* _Supplied material_
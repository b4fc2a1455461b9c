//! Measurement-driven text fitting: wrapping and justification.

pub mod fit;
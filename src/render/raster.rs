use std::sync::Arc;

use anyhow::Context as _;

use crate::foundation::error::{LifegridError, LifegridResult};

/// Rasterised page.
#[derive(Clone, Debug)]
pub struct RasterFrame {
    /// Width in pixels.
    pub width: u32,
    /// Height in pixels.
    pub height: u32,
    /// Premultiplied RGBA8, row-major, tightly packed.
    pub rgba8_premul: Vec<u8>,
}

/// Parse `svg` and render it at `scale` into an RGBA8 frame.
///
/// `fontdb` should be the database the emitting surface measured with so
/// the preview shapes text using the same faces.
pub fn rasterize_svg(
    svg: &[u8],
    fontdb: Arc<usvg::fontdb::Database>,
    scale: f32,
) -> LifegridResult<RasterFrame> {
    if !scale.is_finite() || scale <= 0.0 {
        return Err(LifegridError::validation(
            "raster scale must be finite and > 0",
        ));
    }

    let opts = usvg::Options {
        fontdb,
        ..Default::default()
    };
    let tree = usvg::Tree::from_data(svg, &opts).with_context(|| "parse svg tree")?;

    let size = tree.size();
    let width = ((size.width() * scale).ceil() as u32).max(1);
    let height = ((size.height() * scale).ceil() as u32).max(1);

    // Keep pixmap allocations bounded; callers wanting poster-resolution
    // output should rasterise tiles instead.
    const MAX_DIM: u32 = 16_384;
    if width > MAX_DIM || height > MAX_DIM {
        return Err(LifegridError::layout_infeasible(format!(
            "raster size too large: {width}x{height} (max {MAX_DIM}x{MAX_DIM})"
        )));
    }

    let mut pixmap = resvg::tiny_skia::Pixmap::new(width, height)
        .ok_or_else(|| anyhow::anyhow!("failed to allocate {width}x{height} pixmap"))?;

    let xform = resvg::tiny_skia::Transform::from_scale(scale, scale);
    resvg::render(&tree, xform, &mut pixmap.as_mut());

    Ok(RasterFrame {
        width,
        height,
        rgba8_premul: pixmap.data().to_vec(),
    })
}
* * *
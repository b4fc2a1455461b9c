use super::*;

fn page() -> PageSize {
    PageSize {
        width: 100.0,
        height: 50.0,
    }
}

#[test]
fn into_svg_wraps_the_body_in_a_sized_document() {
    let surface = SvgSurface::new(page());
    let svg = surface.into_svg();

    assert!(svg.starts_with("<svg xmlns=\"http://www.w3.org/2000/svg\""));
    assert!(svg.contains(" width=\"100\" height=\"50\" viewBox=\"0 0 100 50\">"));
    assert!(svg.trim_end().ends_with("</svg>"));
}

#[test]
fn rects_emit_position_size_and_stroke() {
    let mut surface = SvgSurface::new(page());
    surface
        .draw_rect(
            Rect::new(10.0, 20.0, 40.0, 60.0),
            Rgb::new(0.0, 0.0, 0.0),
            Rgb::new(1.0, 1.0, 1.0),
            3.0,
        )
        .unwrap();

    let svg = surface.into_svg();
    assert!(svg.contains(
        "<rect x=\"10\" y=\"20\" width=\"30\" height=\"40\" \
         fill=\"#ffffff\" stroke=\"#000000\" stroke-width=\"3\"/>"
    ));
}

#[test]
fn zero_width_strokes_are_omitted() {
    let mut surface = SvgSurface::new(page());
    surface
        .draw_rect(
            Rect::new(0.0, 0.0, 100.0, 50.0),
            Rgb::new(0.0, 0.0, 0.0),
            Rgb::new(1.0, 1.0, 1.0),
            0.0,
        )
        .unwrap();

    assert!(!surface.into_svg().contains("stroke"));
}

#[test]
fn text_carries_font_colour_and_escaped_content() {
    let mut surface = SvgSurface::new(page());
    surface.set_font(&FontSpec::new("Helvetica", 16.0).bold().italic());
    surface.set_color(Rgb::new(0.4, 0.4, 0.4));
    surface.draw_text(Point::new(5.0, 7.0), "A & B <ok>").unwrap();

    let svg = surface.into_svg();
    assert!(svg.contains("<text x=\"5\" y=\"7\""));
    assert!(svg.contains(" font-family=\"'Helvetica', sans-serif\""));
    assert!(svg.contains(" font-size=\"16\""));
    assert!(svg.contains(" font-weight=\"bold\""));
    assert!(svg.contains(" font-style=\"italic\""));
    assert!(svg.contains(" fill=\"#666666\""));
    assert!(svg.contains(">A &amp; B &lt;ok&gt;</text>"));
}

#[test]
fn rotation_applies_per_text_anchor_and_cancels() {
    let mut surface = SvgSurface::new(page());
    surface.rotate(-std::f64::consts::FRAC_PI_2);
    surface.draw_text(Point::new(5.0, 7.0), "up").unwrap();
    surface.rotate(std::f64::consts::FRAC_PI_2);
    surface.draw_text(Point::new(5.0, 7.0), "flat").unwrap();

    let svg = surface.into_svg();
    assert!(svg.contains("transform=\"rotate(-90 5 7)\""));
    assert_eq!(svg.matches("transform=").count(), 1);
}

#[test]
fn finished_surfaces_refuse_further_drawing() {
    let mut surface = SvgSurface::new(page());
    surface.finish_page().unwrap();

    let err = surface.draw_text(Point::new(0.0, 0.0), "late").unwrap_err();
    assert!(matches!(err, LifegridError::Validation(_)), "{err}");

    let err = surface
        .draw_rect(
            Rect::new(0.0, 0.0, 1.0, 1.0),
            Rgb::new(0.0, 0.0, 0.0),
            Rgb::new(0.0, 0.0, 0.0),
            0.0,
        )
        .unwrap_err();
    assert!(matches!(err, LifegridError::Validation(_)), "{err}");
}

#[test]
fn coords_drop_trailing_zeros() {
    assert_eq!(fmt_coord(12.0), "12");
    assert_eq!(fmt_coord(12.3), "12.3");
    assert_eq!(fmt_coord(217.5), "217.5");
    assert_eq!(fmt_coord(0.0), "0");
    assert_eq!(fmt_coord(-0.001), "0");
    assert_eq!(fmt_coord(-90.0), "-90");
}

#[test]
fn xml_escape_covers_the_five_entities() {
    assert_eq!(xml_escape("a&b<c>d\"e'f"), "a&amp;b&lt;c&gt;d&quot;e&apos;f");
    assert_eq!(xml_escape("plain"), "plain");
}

* _What is expected_
Please give the number of lines in the material above that contain the string "Point", and nothing else.

* _Exercise response_
4